As I wrote yesterday, some of these increases in asset prices were misguided – especially house prices, which are once again over-valued. Others, however, were more justified: stock markets are not especially pricey either here or in the US; and many investors made a killing in gold, the fixed income markets and emerging markets. Some individual equities did extremely well: Barclays is a case in point. Its price fell far too low on misplaced fears – in some cases fuelled by the media – that it was finished. It turned out instead to be one of the great winners from the crunch, delivering huge returns.
But while 2009 was a bizarre year for investors, 2010 will be more straightforward. The name of the game will be to combine wealth preservation with an ability to jump on some of the many opportunities that will be available to make good returns. Property will be very tricky this year; the bond markets could easily be trashed if gilt yields surge as a result of the end of quantitative easing combined with a continued crippling budget deficit. Higher interest rates will depress equity valuations in standard models (by cutting the value today of future cash flows). Cash rates will remain low and be depressed by increasing consumer price inflation.
Even if the UK economy grows by 1-1.5 per cent in 2010, it is hard to see how these negative factors will be avoided. The only ray of light will be globalised firms: because the FTSE 100 is now so dependent on global sales – and no longer represents the UK economy – it could outperform again. The consensus 10 per cent rise estimated in a poll of analysts this week may not turn out to be true; but it is certainly in the realm of the feasible. Life will be tougher for the more UK-centric companies. Yesterday’s surprise decline in November retail sales won’t be the last such shock.

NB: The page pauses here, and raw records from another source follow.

#[tokio::test]
async fn test_rate_limited_page_is_refetched_on_another_credential() {
    let mut config = test_config("throttled", ENDPOINT);
    config.scheduler.workers = 1;
    config.stop.empty_threshold = 1;
    let storage = Arc::new(MemoryStorage::new());

    let fetcher = ScriptedFetcher::new(|credential, cursor, _| match (credential, cursor) {
        ("a", _) => FetchOutcome::RateLimited,
        (_, Cursor::Offset(250)) => page([1, 2], None),
        _ => FetchOutcome::Empty,
    });

    let report = run_to_end(build_scheduler(
        config,
        &["a", "b"],
        &fetcher,
        &storage,
        RunOptions::default(),
    ))
    .await;

    assert_eq!(report.reason, Some(StopReason::ConsecutiveEmpty));
    assert_eq!(
        fetcher.calls(),
        vec![
            ("a".to_string(), Cursor::Offset(250)),
            ("b".to_string(), Cursor::Offset(250)),
            ("b".to_string(), Cursor::Offset(500)),
        ]
    );
    assert_eq!(storage.record_ids("throttled"), vec!["1", "2"]);

    let saved = storage.last_saved().unwrap();
    let throttled = &saved.credentials["a"];
    assert!(throttled.active);
    assert!(throttled.is_rate_limited);
    assert!(throttled.rate_limit_until.is_some());
}

#[tokio::test]
async fn test_transient_failures_skip_the_page_after_bounded_retries() {
    let mut config = test_config("flaky", ENDPOINT);
    config.retry.transient_attempts = 2;
    config.credentials.failure_threshold = 10;
    config.stop.empty_threshold = 2;
    let storage = Arc::new(MemoryStorage::new());

    let fetcher = ScriptedFetcher::new(|_, cursor, _| match cursor {
        Cursor::Offset(250) => FetchOutcome::TransientError {
            detail: "HTTP 503".to_string(),
        },
        _ => FetchOutcome::Empty,
    });

    let report = run_to_end(build_scheduler(
        config,
        &["a"],
        &fetcher,
        &storage,
        RunOptions::default(),
    ))
    .await;

    assert_eq!(report.skipped_pages, 1);
    assert_eq!(report.reason, Some(StopReason::ConsecutiveEmpty));
    let cursors: Vec<Cursor> = fetcher.calls().into_iter().map(|(_, c)| c).collect();
    assert_eq!(
        cursors,
        vec![
            Cursor::Offset(250),
            Cursor::Offset(250),
            Cursor::Offset(500),
            Cursor::Offset(750),
        ]
    );
}

#[tokio::test]
async fn test_failed_batch_write_refetches_the_page() {
    let mut config = test_config("unstable-store", ENDPOINT);
    config.stop.empty_threshold = 1;
    let storage = Arc::new(MemoryStorage::new());
    storage.fail_next_batches(1);

    let fetcher = ScriptedFetcher::new(|_, cursor, _| match cursor {
        Cursor::Offset(250) => page([1, 2], None),
        _ => FetchOutcome::Empty,
    });

    let report = run_to_end(build_scheduler(
        config,
        &["a"],
        &fetcher,
        &storage,
        RunOptions::default(),
    ))
    .await;

    let fetches_of_first_page = fetcher
        .calls()
        .iter()
        .filter(|(_, cursor)| *cursor == Cursor::Offset(250))
        .count();
    assert_eq!(fetches_of_first_page, 2);
    assert_eq!(storage.record_ids("unstable-store"), vec!["1", "2"]);
    assert_eq!(report.total_unique, 2);
}

#[tokio::test]
async fn test_max_items_completes_the_target() {
    let mut config = test_config("bounded", ENDPOINT);
    config.target.max_items = Some(25);
    let storage = Arc::new(MemoryStorage::new());

    let next_id = Arc::new(AtomicU64::new(0));
    let ids = Arc::clone(&next_id);
    let fetcher = ScriptedFetcher::new(move |_, _, _| {
        let start = ids.fetch_add(10, Ordering::SeqCst);
        page(start..start + 10, None)
    });

    let report = run_to_end(build_scheduler(
        config,
        &["a", "b"],
        &fetcher,
        &storage,
        RunOptions::default(),
    ))
    .await;

    assert_eq!(report.status, CrawlStatus::Completed);
    assert_eq!(report.reason, Some(StopReason::TargetReached));
    assert!(report.total_unique >= 25);
    assert_eq!(storage.record_count("bounded") as u64, report.total_unique);
}

#[tokio::test]
async fn test_cancel_stops_gracefully_and_saves_progress() {
    let config = test_config("cancelled", ENDPOINT);
    let storage = Arc::new(MemoryStorage::new());

    let next_id = Arc::new(AtomicU64::new(0));
    let ids = Arc::clone(&next_id);
    let fetcher = ScriptedFetcher::new(move |_, _, _| {
        let start = ids.fetch_add(5, Ordering::SeqCst);
        page(start..start + 5, None)
    });

    let scheduler = build_scheduler(
        config,
        &["a", "b"],
        &fetcher,
        &storage,
        RunOptions::default(),
    );
    let handle = scheduler.stop_handle();
    let run = tokio::spawn(scheduler.run());

    tokio::time::sleep(Duration::from_millis(50)).await;
    assert!(handle.cancel());
    assert!(!handle.cancel());

    let report = tokio::time::timeout(Duration::from_secs(5), run)
        .await
        .expect("crawl did not stop after cancel")
        .unwrap()
        .unwrap();

    assert_eq!(report.status, CrawlStatus::Stopped);
    assert_eq!(report.reason, Some(StopReason::Cancelled));
    assert!(report.total_unique > 0);
    assert_eq!(storage.record_count("cancelled") as u64, report.total_unique);

    let saved = storage.load("cancelled").unwrap().unwrap();
    assert_eq!(saved.total_unique, report.total_unique);
    assert_eq!(saved.reason, Some(StopReason::Cancelled));
}

fn stopped_state(ids: &[&str]) -> ScheduleState {
    let mut state = ScheduleState::new("resumed", &descriptors(ids));
    state.status = CrawlStatus::Stopped;
    state.reason = Some(StopReason::ConsecutiveEmpty);
    state.consecutive_empty = 3;
    state.cursor.iteration_count = 3;
    state.cursor.numeric_offset = 750;
    state.seen_keys = ["1", "2"].iter().map(|s| s.to_string()).collect();
    state.total_fetched = 2;
    state.total_unique = 2;
    state
}

#[tokio::test]
async fn test_resume_continues_from_stored_cursor_and_seen_items() {
    let mut config = test_config("resumed", ENDPOINT);
    config.stop.empty_threshold = 1;
    let storage = Arc::new(MemoryStorage::with_state(stopped_state(&["a"])));

    let fetcher = ScriptedFetcher::new(|_, _, call| {
        if call == 0 {
            page([1, 2, 3], None)
        } else {
            FetchOutcome::Empty
        }
    });

    let report = run_to_end(build_scheduler(
        config,
        &["a"],
        &fetcher,
        &storage,
        RunOptions::default(),
    ))
    .await;

    assert_eq!(fetcher.calls()[0].1, Cursor::Offset(775));
    assert_eq!(storage.record_ids("resumed"), vec!["3"]);
    assert_eq!(report.total_unique, 3);
    assert_eq!(report.total_fetched, 5);
    assert_eq!(report.reason, Some(StopReason::ConsecutiveEmpty));
}

#[tokio::test]
async fn test_resume_reactivates_credential_with_new_token() {
    let mut config = test_config("resumed", ENDPOINT);
    config.stop.empty_threshold = 1;

    let mut state = stopped_state(&["a"]);
    let stale = state.credentials.get_mut("a").unwrap();
    stale.fingerprint = "0000000000000000".to_string();
    stale.disable("rejected in a prior run".to_string());
    let storage = Arc::new(MemoryStorage::with_state(state));

    let fetcher = ScriptedFetcher::new(|_, _, _| FetchOutcome::Empty);
    let report = run_to_end(build_scheduler(
        config,
        &["a"],
        &fetcher,
        &storage,
        RunOptions::default(),
    ))
    .await;

    assert_eq!(report.reason, Some(StopReason::ConsecutiveEmpty));
    assert_eq!(fetcher.call_count(), 1);
    assert!(storage.last_saved().unwrap().credentials["a"].active);
}

#[tokio::test]
async fn test_completed_target_is_only_recrawled_when_fresh() {
    let mut completed = stopped_state(&["a"]);
    completed.status = CrawlStatus::Completed;
    completed.reason = Some(StopReason::TargetReached);

    let storage = Arc::new(MemoryStorage::with_state(completed));
    let fetcher = ScriptedFetcher::new(|_, _, _| FetchOutcome::Empty);

    let report = run_to_end(build_scheduler(
        test_config("resumed", ENDPOINT),
        &["a"],
        &fetcher,
        &storage,
        RunOptions::default(),
    ))
    .await;

    assert!(report.already_completed);
    assert_eq!(report.status, CrawlStatus::Completed);
    assert_eq!(report.total_unique, 2);
    assert_eq!(fetcher.call_count(), 0);

    let fresh = RunOptions {
        fresh: true,
        config_hash: Some("hash-2".to_string()),
    };
    let report = run_to_end(build_scheduler(
        test_config("resumed", ENDPOINT),
        &["a"],
        &fetcher,
        &storage,
        fresh,
    ))
    .await;

    assert!(!report.already_completed);
    assert_eq!(report.total_unique, 0);
    assert_eq!(fetcher.calls()[0].1, Cursor::Offset(250));
    assert_eq!(
        storage.last_saved().unwrap().config_hash.as_deref(),
        Some("hash-2")
    );
}

#[tokio::test]
async fn test_snapshot_failures_do_not_abort_the_run() {
    let config = test_config("flaky-store", ENDPOINT);
    let storage = Arc::new(MemoryStorage::new());
    // Initial snapshot and first final attempt
    storage.fail_next_saves(2);

    let fetcher = ScriptedFetcher::new(|_, _, _| FetchOutcome::Empty);
    let report = run_to_end(build_scheduler(
        config,
        &["a"],
        &fetcher,
        &storage,
        RunOptions::default(),
    ))
    .await;

    assert_eq!(report.reason, Some(StopReason::ConsecutiveEmpty));
    let saved = storage.load("flaky-store").unwrap().unwrap();
    assert_eq!(saved.status, CrawlStatus::Stopped);
}

#[tokio::test]
async fn test_unsaved_final_snapshot_is_an_error() {
    let config = test_config("broken-store", ENDPOINT);
    let storage = Arc::new(MemoryStorage::new());
    storage.fail_next_saves(100);

    let fetcher = ScriptedFetcher::new(|_, _, _| FetchOutcome::Empty);
    let scheduler = build_scheduler(config, &["a"], &fetcher, &storage, RunOptions::default());
    let result = tokio::time::timeout(Duration::from_secs(10), scheduler.run())
        .await
        .expect("crawl did not stop in time");

    assert!(matches!(result, Err(FleetError::Storage(_))));
}

#[tokio::test]
async fn test_scheduler_requires_credentials() {
    let storage = Arc::new(MemoryStorage::new());
    let fetcher = ScriptedFetcher::new(|_, _, _| FetchOutcome::Empty);

    let result = CrawlScheduler::new(
        test_config("nobody", ENDPOINT),
        Vec::new(),
        fetcher,
        storage.clone(),
        storage,
        RunOptions::default(),
    );

    assert!(matches!(result, Err(FleetError::NoCredentials { .. })));
}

We were also very lucky in another way in 2009, despite the collapse in output. protectionism remains under control; the gains of globalisation have not been reversed. Some countries have imposed some capital controls but a real backlash – a relapse into autarky, huge tariffs, the dismembering of global financial institutions, the deglobalisation of capital and labour – did not happen.
What wasn’t avoided was a generalised loss of confidence in capitalism, however: after every recession, ordinary voters turn against business, financiers and the wealthy; they did so in the 1930s, in the early 1990s and in the early noughties after Enron and the dot.com bubble. But this time it is far worse: we are going back to punitive tax rates on all high earners, with more likely to come next year. The biggest single tax threat to investors – apart from more windfall levies on banks and high earners – is that capital gains tax might be hiked in 2010.
Looking further afield, I’m even more worried about geopolitical risk. The Iran question has been in the background for several years now; at some point it is likely to flare up. The consequences could be devastating – and not just for the price of oil.
Investors must beware: compared with 2009, it will be harder to make money this year – and even easier to lose some.